─── ENTRIES SUPPLIED ───
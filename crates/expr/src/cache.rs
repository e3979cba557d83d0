use std::sync::{Arc, Mutex, PoisonError};

use once_cell::sync::{Lazy, OnceCell};
use rustc_hash::FxHashMap;
use tracing::trace;

use crate::{compile, Dialect, ExprError, Program};

type Slot = Arc<OnceCell<Arc<dyn Program>>>;

/// Compile-once cache keyed by `(dialect, source)`.
///
/// The map lock is held only to find or insert a slot; compilation runs
/// against the slot, so concurrent callers with the same source wait for one
/// compile while unrelated sources proceed. Failed compiles leave the slot
/// empty and are retried by the next caller.
#[derive(Default)]
pub struct ProgramCache {
    slots: Mutex<FxHashMap<(Dialect, String), Slot>>,
}

static GLOBAL: Lazy<ProgramCache> = Lazy::new(ProgramCache::default);

impl ProgramCache {
    pub fn new() -> Self { Self::default() }

    /// Process-wide cache.
    pub fn global() -> &'static ProgramCache { &GLOBAL }

    pub fn get_or_compile(&self, dialect: Dialect, source: &str) -> Result<Arc<dyn Program>, ExprError> {
        let slot = {
            let mut slots = self.slots.lock().unwrap_or_else(PoisonError::into_inner);
            slots.entry((dialect, source.to_string())).or_default().clone()
        };
        let program = slot.get_or_try_init(|| {
            trace!(%dialect, source, "compiling expression");
            compile(dialect, source)
        })?;
        Ok(program.clone())
    }

    /// Number of successfully compiled programs.
    pub fn len(&self) -> usize {
        let slots = self.slots.lock().unwrap_or_else(PoisonError::into_inner);
        slots.values().filter(|s| s.get().is_some()).count()
    }

    pub fn is_empty(&self) -> bool { self.len() == 0 }
}

impl std::fmt::Debug for ProgramCache {
    fn fmt(&self, f: &mut std::fmt::Formatter<'_>) -> std::fmt::Result {
        f.debug_struct("ProgramCache").field("programs", &self.len()).finish()
    }
}

#[cfg(test)]
mod tests {
    use super::*;

    #[test]
    fn same_source_compiles_once() {
        let cache = ProgramCache::new();
        let a = cache.get_or_compile(Dialect::Jq, ".a").unwrap();
        let b = cache.get_or_compile(Dialect::Jq, ".a").unwrap();
        assert!(Arc::ptr_eq(&a, &b));
        let c = cache.get_or_compile(Dialect::Cel, "1 + 1").unwrap();
        assert_eq!(c.dialect(), Dialect::Cel);
        assert_eq!(cache.len(), 2);
    }

    #[test]
    fn failures_are_not_cached() {
        let cache = ProgramCache::new();
        assert!(cache.get_or_compile(Dialect::Jq, ".a |").is_err());
        assert!(cache.get_or_compile(Dialect::Jq, ".a |").is_err());
        assert!(cache.is_empty());
    }

    #[test]
    fn concurrent_callers_share_one_program() {
        let cache = Arc::new(ProgramCache::new());
        let handles: Vec<_> = (0..8)
            .map(|_| {
                let cache = cache.clone();
                std::thread::spawn(move || cache.get_or_compile(Dialect::Cel, "self.a > 1").unwrap())
            })
            .collect();
        let programs: Vec<_> = handles.into_iter().map(|h| h.join().unwrap()).collect();
        assert!(programs.windows(2).all(|w| Arc::ptr_eq(&w[0], &w[1])));
    }
}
───
• **WHAT YOU ARE ASKED TO DO**
Pull each line that includes the word "OnceCell" out of the material above.

• **TASK ANSWER**
use once_cell::sync::{Lazy, OnceCell};
type Slot = Arc<OnceCell<Arc<dyn Program>>>;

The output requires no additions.